DIRECTIONS:
Whenever the string "yaml" turns up in a line below, that line should be copied.
BEGIN
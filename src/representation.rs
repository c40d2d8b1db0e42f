//! Fetched resource representations
//!
//! A response becomes either a [`Generic`] representation (opaque body,
//! links from the `Link` header only) or a [`Structured`] one (XML body
//! parsed up front, links also searched in the document). The choice is
//! made once, from the Content-Type.

use crate::error::{Error, Result};
use crate::link_header::{parse_link_header, LinkTable};
use crate::query::{Match, Query};
use crate::transport::{header_value, Body, Response};
use crate::urls::extract_charset;
use crate::xml::{declared_encoding, decode_bytes, Document, Namespaces, NodeId, DOCUMENT};

/// Mime types whose bodies are parsed as XML.
pub const STRUCTURED_TYPES: [&str; 3] = ["application/xml", "application/atom+xml", "text/xml"];

/// Parsed Content-Type header.
#[derive(Debug, Clone, PartialEq)]
pub struct ContentType {
    pub mime: String,
    pub params: Vec<(String, String)>,
}

impl ContentType {
    pub fn parse(value: &str) -> Self {
        let mut parts = value.split(';');
        let mime = parts.next().unwrap_or_default().trim().to_string();
        let params = parts
            .filter_map(|p| {
                let (k, v) = p.split_once('=')?;
                Some((
                    k.trim().to_ascii_lowercase(),
                    v.trim().trim_matches('"').to_string(),
                ))
            })
            .collect();
        Self { mime, params }
    }

    /// Whether the mime type (parameters stripped, case-sensitive) is one
    /// of [`STRUCTURED_TYPES`].
    pub fn is_structured(&self) -> bool {
        STRUCTURED_TYPES.contains(&self.mime.as_str())
    }
}

/// Status, headers and everything derived from them.
#[derive(Debug)]
pub struct Head {
    pub status: u16,
    pub headers: Vec<(String, String)>,
    pub content_type: Option<ContentType>,
    pub charset: Option<String>,
    pub links: LinkTable,
}

/// Body readable once; links come from the `Link` header only.
#[derive(Debug)]
pub struct Generic {
    head: Head,
    body: Option<Body>,
}

/// XML body parsed at construction.
#[derive(Debug)]
pub struct Structured {
    head: Head,
    raw: Vec<u8>,
    document: Document,
    namespaces: Namespaces,
}

#[derive(Debug)]
pub enum Representation {
    Generic(Generic),
    Structured(Structured),
}

impl Representation {
    /// Build the representation for `response`.
    ///
    /// Fails on a malformed `Link` header, and for structured content types
    /// on a body that is not well-formed XML. The structured variant reads
    /// the whole body here.
    pub async fn from_response(response: Response, namespaces: Namespaces) -> Result<Self> {
        let Response {
            status,
            headers,
            body,
        } = response;

        let raw_type = header_value(&headers, "Content-Type");
        let content_type = raw_type.as_deref().map(ContentType::parse);
        let charset = extract_charset(raw_type.as_deref());
        let links = parse_link_header(header_value(&headers, "Link").as_deref())?;
        tracing::trace!(?links, "link header");

        let mut head = Head {
            status,
            headers,
            content_type,
            charset,
            links,
        };

        let structured = head
            .content_type
            .as_ref()
            .is_some_and(ContentType::is_structured);
        if !structured {
            tracing::debug!(content_type = ?raw_type, "generic representation");
            return Ok(Representation::Generic(Generic {
                head,
                body: Some(body),
            }));
        }

        let raw = body.read(None).await?;
        if head.charset.is_none() {
            head.charset = declared_encoding(&raw);
        }
        let document = Document::parse(&raw, head.charset.as_deref())?;
        tracing::debug!(
            content_type = ?raw_type,
            nodes = document.len() - 1,
            "structured representation"
        );

        Ok(Representation::Structured(Structured {
            head,
            raw,
            document,
            namespaces,
        }))
    }

    pub fn head(&self) -> &Head {
        match self {
            Representation::Generic(g) => &g.head,
            Representation::Structured(s) => &s.head,
        }
    }

    pub fn status(&self) -> u16 {
        self.head().status
    }

    pub fn header(&self, name: &str) -> Option<String> {
        header_value(&self.head().headers, name)
    }

    pub fn content_type(&self) -> Option<&ContentType> {
        self.head().content_type.as_ref()
    }

    /// Charset sniffed from the Content-Type (or, for XML, the prolog).
    pub fn charset(&self) -> Option<&str> {
        self.head().charset.as_deref()
    }

    pub fn links(&self) -> &LinkTable {
        &self.head().links
    }

    pub fn is_structured(&self) -> bool {
        matches!(self, Representation::Structured(_))
    }

    pub fn document(&self) -> Option<&Document> {
        match self {
            Representation::Generic(_) => None,
            Representation::Structured(s) => Some(&s.document),
        }
    }

    /// Decode up to `max_bytes` of the body as text.
    ///
    /// Uses the sniffed charset, UTF-8 otherwise. A generic body can only be
    /// decoded once; a structured body was buffered and can be decoded again.
    pub async fn decode(&mut self, max_bytes: Option<usize>) -> Result<String> {
        match self {
            Representation::Generic(g) => {
                let body = g.body.take().ok_or(Error::BodyConsumed)?;
                let bytes = body.read(max_bytes).await?;
                Ok(decode_bytes(&bytes, g.head.charset.as_deref()))
            }
            Representation::Structured(s) => {
                let end = max_bytes.map_or(s.raw.len(), |max| max.min(s.raw.len()));
                Ok(decode_bytes(&s.raw[..end], s.head.charset.as_deref()))
            }
        }
    }

    /// Find the target of `relation`.
    ///
    /// The `Link` header is tried first. On a miss, a structured body is
    /// searched for `<link rel="relation" href="...">` elements (any
    /// namespace) inside the elements selected by `filter`, or the whole
    /// document without one. The first match wins.
    pub fn resolve_link(&self, relation: &str, filter: Option<&str>) -> Result<String> {
        if let Some(target) = self.links().get(relation) {
            tracing::debug!(relation, href = %target, "relation found in Link header");
            return Ok(target.clone());
        }

        match self {
            Representation::Generic(_) => Err(Error::RelationNotFound(relation.to_string())),
            Representation::Structured(s) => s.find_link(relation, filter),
        }
    }

    /// Evaluate a query over a structured body with the endpoint's
    /// namespace bindings, returning the string value of each match.
    pub fn query(&self, expr: &str) -> Result<Vec<String>> {
        match self {
            Representation::Generic(g) => Err(Error::NotStructured(
                g.head
                    .content_type
                    .as_ref()
                    .map_or_else(|| "none".to_string(), |ct| ct.mime.clone()),
            )),
            Representation::Structured(s) => Ok(s
                .document
                .query(expr, &s.namespaces)?
                .iter()
                .map(|m| m.value(&s.document))
                .collect()),
        }
    }
}

impl Structured {
    fn find_link(&self, relation: &str, filter: Option<&str>) -> Result<String> {
        let scopes: Vec<NodeId> = match filter {
            Some(expr) => self
                .document
                .query(expr, &self.namespaces)?
                .into_iter()
                .filter_map(|m| match m {
                    Match::Element(n) => Some(n),
                    _ => None,
                })
                .collect(),
            None => vec![DOCUMENT],
        };

        let query = Query::link_href(relation);
        for scope in scopes {
            if let Some(found) = query
                .evaluate(&self.document, scope, &self.namespaces)?
                .first()
            {
                let target = found.value(&self.document);
                tracing::debug!(relation, href = %target, ?filter, "relation found in body");
                return Ok(target);
            }
        }

        Err(Error::RelationNotFound(relation.to_string()))
    }
}

#[cfg(test)]
mod tests {
    use super::*;

    fn response(headers: &[(&str, &str)], body: &'static [u8]) -> Response {
        Response::new(
            200,
            headers
                .iter()
                .map(|(k, v)| (k.to_string(), v.to_string()))
                .collect(),
            Body::from_bytes(body),
        )
    }

    async fn build(headers: &[(&str, &str)], body: &'static [u8]) -> Result<Representation> {
        Representation::from_response(response(headers, body), Namespaces::new()).await
    }

    const FEED: &[u8] = br#"<feed xmlns="http://www.w3.org/2005/Atom">
  <link rel="self" href="/feed"/>
  <entry><link rel="next" href="/entry/next"/></entry>
  <link rel="next" href="/feed/next"/>
</feed>"#;

    #[test]
    fn test_content_type_parse() {
        let ct = ContentType::parse("application/atom+xml; charset=\"utf-8\"; type=feed");
        assert_eq!(ct.mime, "application/atom+xml");
        assert_eq!(
            ct.params,
            vec![
                ("charset".to_string(), "utf-8".to_string()),
                ("type".to_string(), "feed".to_string())
            ]
        );
        assert!(ct.is_structured());
        assert!(!ContentType::parse("Application/XML").is_structured());
        assert!(!ContentType::parse("application/json").is_structured());
    }

    #[tokio::test]
    async fn test_factory_selects_variant() {
        let rep = build(&[("Content-Type", "application/atom+xml")], FEED).await.unwrap();
        assert!(rep.is_structured());

        let rep = build(&[("Content-Type", "text/xml; charset=utf-8")], b"<r/>")
            .await
            .unwrap();
        assert!(rep.is_structured());

        let rep = build(&[("Content-Type", "application/json")], b"{}").await.unwrap();
        assert!(!rep.is_structured());

        let rep = build(&[], b"<r/>").await.unwrap();
        assert!(!rep.is_structured());
        assert!(rep.document().is_none());
    }

    #[tokio::test]
    async fn test_header_lookup_wins_over_body() {
        let rep = build(
            &[
                ("Content-Type", "application/atom+xml"),
                ("Link", "</from-header>; rel=\"next\""),
            ],
            FEED,
        )
        .await
        .unwrap();
        assert_eq!(rep.resolve_link("next", None).unwrap(), "/from-header");
    }

    #[tokio::test]
    async fn test_body_fallback_document_order() {
        let rep = build(&[("Content-Type", "application/atom+xml")], FEED).await.unwrap();
        assert_eq!(rep.resolve_link("self", None).unwrap(), "/feed");
        assert_eq!(rep.resolve_link("next", None).unwrap(), "/entry/next");
    }

    #[tokio::test]
    async fn test_body_fallback_with_filter() {
        let mut rep = build(&[("Content-Type", "application/atom+xml")], FEED).await.unwrap();
        if let Representation::Structured(s) = &mut rep {
            s.namespaces
                .insert("atom".into(), "http://www.w3.org/2005/Atom".into());
        }
        assert_eq!(
            rep.resolve_link("next", Some("//atom:entry")).unwrap(),
            "/entry/next"
        );
        assert!(matches!(
            rep.resolve_link("self", Some("//atom:entry")),
            Err(Error::RelationNotFound(_))
        ));
        // filter selecting nothing leaves nothing to search
        assert!(matches!(
            rep.resolve_link("self", Some("//atom:missing")),
            Err(Error::RelationNotFound(_))
        ));
    }

    #[tokio::test]
    async fn test_generic_has_no_body_fallback() {
        let rep = build(
            &[("Content-Type", "text/html"), ("Link", "</a>; rel=\"next\"")],
            br#"<link rel="last" href="/z"/>"#,
        )
        .await
        .unwrap();
        assert_eq!(rep.resolve_link("next", None).unwrap(), "/a");
        assert!(matches!(
            rep.resolve_link("last", None),
            Err(Error::RelationNotFound(ref r)) if r == "last"
        ));
    }

    #[tokio::test]
    async fn test_malformed_link_header_fails_construction() {
        let err = build(&[("Link", "not a link")], b"").await.unwrap_err();
        assert!(matches!(err, Error::MalformedHeader(_)));
    }

    #[tokio::test]
    async fn test_structured_parse_error() {
        let err = build(&[("Content-Type", "application/xml")], b"<a><b></a>")
            .await
            .unwrap_err();
        assert!(matches!(err, Error::Parse(_)));
    }

    #[tokio::test]
    async fn test_generic_decode_once_with_charset() {
        let mut rep = build(
            &[("Content-Type", "text/plain; charset=ISO-8859-1")],
            b"caf\xe9 au lait",
        )
        .await
        .unwrap();
        assert_eq!(rep.charset(), Some("ISO-8859-1"));
        assert_eq!(rep.decode(Some(4)).await.unwrap(), "café");
        assert!(matches!(rep.decode(None).await, Err(Error::BodyConsumed)));
    }

    #[tokio::test]
    async fn test_generic_decode_without_charset_is_utf8() {
        let mut rep = build(&[("Content-Type", "application/json")], "{\"k\":\"é\"}".as_bytes())
            .await
            .unwrap();
        assert_eq!(rep.charset(), None);
        assert_eq!(rep.decode(None).await.unwrap(), "{\"k\":\"é\"}");
    }

    #[tokio::test]
    async fn test_structured_decode_repeatable_and_sniffs_prolog() {
        let mut rep = build(
            &[("Content-Type", "application/xml")],
            b"<?xml version=\"1.0\" encoding=\"ISO-8859-1\"?><r>\xe9</r>",
        )
        .await
        .unwrap();
        assert_eq!(rep.charset(), Some("ISO-8859-1"));
        let full = rep.decode(None).await.unwrap();
        assert!(full.ends_with("<r>é</r>"));
        assert_eq!(rep.decode(Some(5)).await.unwrap(), "<?xml");
    }

    #[tokio::test]
    async fn test_query() {
        let rep = build(&[("Content-Type", "application/atom+xml")], FEED).await.unwrap();
        assert_eq!(
            rep.query("//*[local-name()='link']/@rel").unwrap(),
            ["self", "next", "next"]
        );

        let generic = build(&[("Content-Type", "application/json")], b"{}").await.unwrap();
        assert!(matches!(
            generic.query("//x"),
            Err(Error::NotStructured(ref ct)) if ct == "application/json"
        ));
    }
}
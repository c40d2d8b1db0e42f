//! Options shared by every command: request headers, namespace bindings,
//! transport settings and output format

use crate::service::Service;
use crate::transport::{HttpConfig, HttpTransport};
use anyhow::{bail, Context, Result};
use clap::Args;
use serde::Serialize;
use std::sync::Arc;

#[derive(Args, Debug, Clone)]
pub struct ClientArgs {
    /// Header sent with every request, "Name: value" (repeatable)
    #[arg(short = 'H', long = "header", value_name = "HEADER", env = "LINKWALK_HEADER", value_delimiter = '\n')]
    pub headers: Vec<String>,

    /// Namespace binding for queries, "prefix=uri" (repeatable)
    #[arg(long = "ns", value_name = "PREFIX=URI")]
    pub namespaces: Vec<String>,

    /// Request timeout in milliseconds
    #[arg(long, default_value = "30000", env = "LINKWALK_TIMEOUT")]
    pub timeout: u64,

    /// User-Agent header
    #[arg(long, env = "LINKWALK_USER_AGENT")]
    pub user_agent: Option<String>,

    /// Output format: json (default) or yaml
    #[arg(long, short, default_value = "json")]
    pub format: String,
}

impl ClientArgs {
    /// Build the root service for `url` from these options.
    pub fn service(&self, url: &str) -> Result<Service> {
        let mut config = HttpConfig {
            timeout_ms: self.timeout,
            ..HttpConfig::default()
        };
        if let Some(ua) = &self.user_agent {
            config.user_agent = ua.clone();
        }
        let transport = HttpTransport::new(&config).context("Failed to build HTTP client")?;

        let mut service = Service::with_transport(url, Arc::new(transport));
        for raw in &self.headers {
            let (name, value) = parse_header(raw)?;
            service = service.header(name, value);
        }
        for raw in &self.namespaces {
            let (prefix, uri) = parse_binding(raw)?;
            service = service.namespace(prefix, uri);
        }
        Ok(service)
    }

    /// Serialize `value` in the selected format.
    pub fn render<T: Serialize>(&self, value: &T) -> Result<String> {
        Ok(match self.format.as_str() {
            "yaml" | "yml" => serde_yaml::to_string(value)?,
            _ => serde_json::to_string_pretty(value)?,
        })
    }
}

/// Split "Name: value".
pub fn parse_header(raw: &str) -> Result<(String, String)> {
    let Some((name, value)) = raw.split_once(':') else {
        bail!("Invalid header '{}': expected \"Name: value\"", raw);
    };
    let name = name.trim();
    if name.is_empty() {
        bail!("Invalid header '{}': empty name", raw);
    }
    Ok((name.to_string(), value.trim().to_string()))
}

/// Split "prefix=uri".
pub fn parse_binding(raw: &str) -> Result<(String, String)> {
    match raw.split_once('=') {
        Some((prefix, uri)) if !prefix.trim().is_empty() && !uri.trim().is_empty() => {
            Ok((prefix.trim().to_string(), uri.trim().to_string()))
        }
        _ => bail!("Invalid namespace binding '{}': expected prefix=uri", raw),
    }
}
END
OUTPUT FOR THIS TASK:
    /// Output format: json (default) or yaml
            "yaml" | "yml" => serde_yaml::to_string(value)?,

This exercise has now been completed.